Early in recovery, when emotions can come swift and hard, there may not be time to learn and implement a host of complex new coping mechanisms. At first, your sole responsibility is to do what you have to do to avoid relapse. Many advise not to think too deeply about any issue that causes uncomfortable emotions in early recovery but instead to simply distract yourself with anything that doesn’t increase the risk of relapse. For example, if you are feeling angry about an incident at work, then go to a 12-Step meeting and listen to the shares of other people in the group. Take your mind off your own problems, read a book or go to a movie, exercise, or take a class that requires you to focus. The idea is that when you focus on something else, the originating issue loses its power, and you will no longer feel the uncomfortable emotion so significantly.  

Reimagining

As you feel stronger in your recovery, it will become increasingly appropriate to begin to address the personal structures that define your perspective in life and may be contributing to your experience of different emotions. In a pinch, you can always fall back on distracting yourself but when you feel more calm, it will serve you better in the long run to investigate why you react a certain way to certain situations or people. 

For many people, the biggest part of the problem is not the situations that develop around them but their assumptions and perspectives that cause those situations to be experienced as negative. For example, if it irritates you that you buy a pack of gum at the gas station every day and the cashier not only never remembers your name but never says thank you, consider the assumptions that support your emotional response. You expect that the cashier should behave in a certain way. You believe that, at this point, the cashier should know who you are and that, in any case, a simple thank you is the bare minimum in courtesy. Because of these assumptions, your response is to feel irritated, offended, disrespected, ignored, and invisible – justifiably so, right?  

Maybe not. Maybe you don’t have to assume that there is a right way or a wrong way for the cashier to respond. Maybe there are other things going on with the cashier, it has nothing to do with you at all, and compassion is a more appropriate response. Or maybe there are other stores you could go to and buy a pack of gum every day that will not provide you with the same experience. The assumptions that you have to choose this store and that a response from someone – or lack of response – is needed are assumptions you can challenge and change. The end result can be that you no longer experience negative emotions and your emotional sobriety will be stronger. 

Start Small

Even if you identify certain assumptions that may be making your life more difficult emotionally, it is not always an easy thing to simply shift gears. Emotions often arise unbidden, and it can take time to “retrain your brain” and change the underlying assumptions. Patience with yourself is key, as is starting small. As soon as you notice irritation, frustration, or jealousy beginning to surface, stop and take a look at the situation. Ask yourself what it is that you are assuming that is creating your reaction.

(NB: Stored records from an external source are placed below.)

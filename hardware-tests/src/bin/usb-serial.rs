#![no_std]
#![no_main]

use panic_rtt_target as _;
use rtt_target::rprintln;

use stm32f3xx_hal::{self as hal, pac, prelude::*};

#[cortex_m_rt::entry]
fn main() -> ! {
    rtt_target::rtt_init_print!();

    let dp = pac::Peripherals::take().unwrap();

    let mut flash = dp.FLASH.constrain();
    let mut rcc = dp.RCC.constrain();

    let clocks = rcc
        .cfgr
        .use_hse(8u32.MHz())
        .sysclk(48u32.MHz())
        .pclk1(24u32.MHz())
        .freeze(&mut flash.acr);

    assert!(clocks.usbclk_valid());

    // Configure the on-board LED (LD10, south red)
    let mut gpioe = dp.GPIOE.split(&mut rcc.ahb);
    let mut led = gpioe
        .pe13
        .into_push_pull_output(&mut gpioe.moder, &mut gpioe.otyper);
    led.set_low().unwrap();

    rprintln!("Clocks + LED initialized.");

    let mut gpioa = dp.GPIOA.split(&mut rcc.ahb);

    // F3 Discovery board has a pull-up resistor on the D+ line.
    // Pull the D+ pin down to send a RESET condition to the USB bus.
    // This forced reset is needed only for development, without it host
    // will not reset your device when you upload new firmware.
    let mut usb_dp = gpioa
        .pa12
        .into_push_pull_output(&mut gpioa.moder, &mut gpioa.otyper);
    usb_dp.set_low().ok();
    cortex_m::asm::delay(clocks.sysclk().0 / 100);

    let usb = hal::usb::Peripheral {
        usb: dp.USB,
        pin_dm: gpioa.pa11.into_af_push_pull(
            &mut gpioa.moder,
            &mut gpioa.otyper,
            &mut gpioa.afrh,
        ),
        pin_dp: usb_dp.into_af_push_pull(&mut gpioa.moder, &mut gpioa.otyper, &mut gpioa.afrh),
    };
    let usb_bus = hal::usb::UsbBus::new(usb);

    let mut serial = usbd_serial::SerialPort::new(&usb_bus);

    let mut usb_dev = usb_device::prelude::UsbDeviceBuilder::new(
        &usb_bus,
        usb_device::prelude::UsbVidPid(0x16c0, 0x27dd),
    )
    .manufacturer("DIY")
    .product("Serial port")
    .serial_number("TEST")
    .device_class(usbd_serial::USB_CLASS_CDC)
    .build();

    rprintln!("USB device initialized.");

    // Echo everything back in uppercase and report DTR transitions, to check
    // that the host-ready signal the firmware relies on actually arrives.
    let mut dtr = false;

    loop {
        if !usb_dev.poll(&mut [&mut serial]) {
            continue;
        }

        if serial.dtr() != dtr {
            dtr = serial.dtr();
            rprintln!("DTR changed: {}", dtr);
        }

        let mut buf = [0u8; 64];

        match serial.read(&mut buf) {
            Ok(count) if count > 0 => {
                led.set_high().unwrap();

                for c in buf[0..count].iter_mut() {
                    if 0x61 <= *c && *c <= 0x7a {
                        *c &= !0x20;
                    }
                }

                let mut write_offset = 0;
                while write_offset < count {
                    match serial.write(&buf[write_offset..count]) {
                        Ok(len) if len > 0 => {
                            write_offset += len;
                        }
                        _ => {}
                    }
                }
            }
            _ => {}
        }

        led.set_low().unwrap();
    }
}

#[cortex_m_rt::exception]
unsafe fn HardFault(ef: &cortex_m_rt::ExceptionFrame) -> ! {
    panic!("Hard Fault: {:#?}", ef);
}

The idea is to:  

  • Identify the negative emotion in its earliest stages 
  • Have someone (e.g., a therapist, sponsor, close friend, etc.) who you can call and discuss the issue with right away 
  • Consider what may have led up to or contributed to these feelings, both the specifics of the situation itself and how you feel (e.g., hungry, tired, etc.) 
  • Determine how you can change course mentally and/or physically to decrease or eliminate the negative emotion 

Start with Treatment

If you are working toward both physical and emotional sobriety, the place to begin is professional treatment. No matter what the drug of choice, a unique combination of therapeutic services can help you to create a solid foundation in recovery and start the process of working toward the emotional sobriety that will carry you through.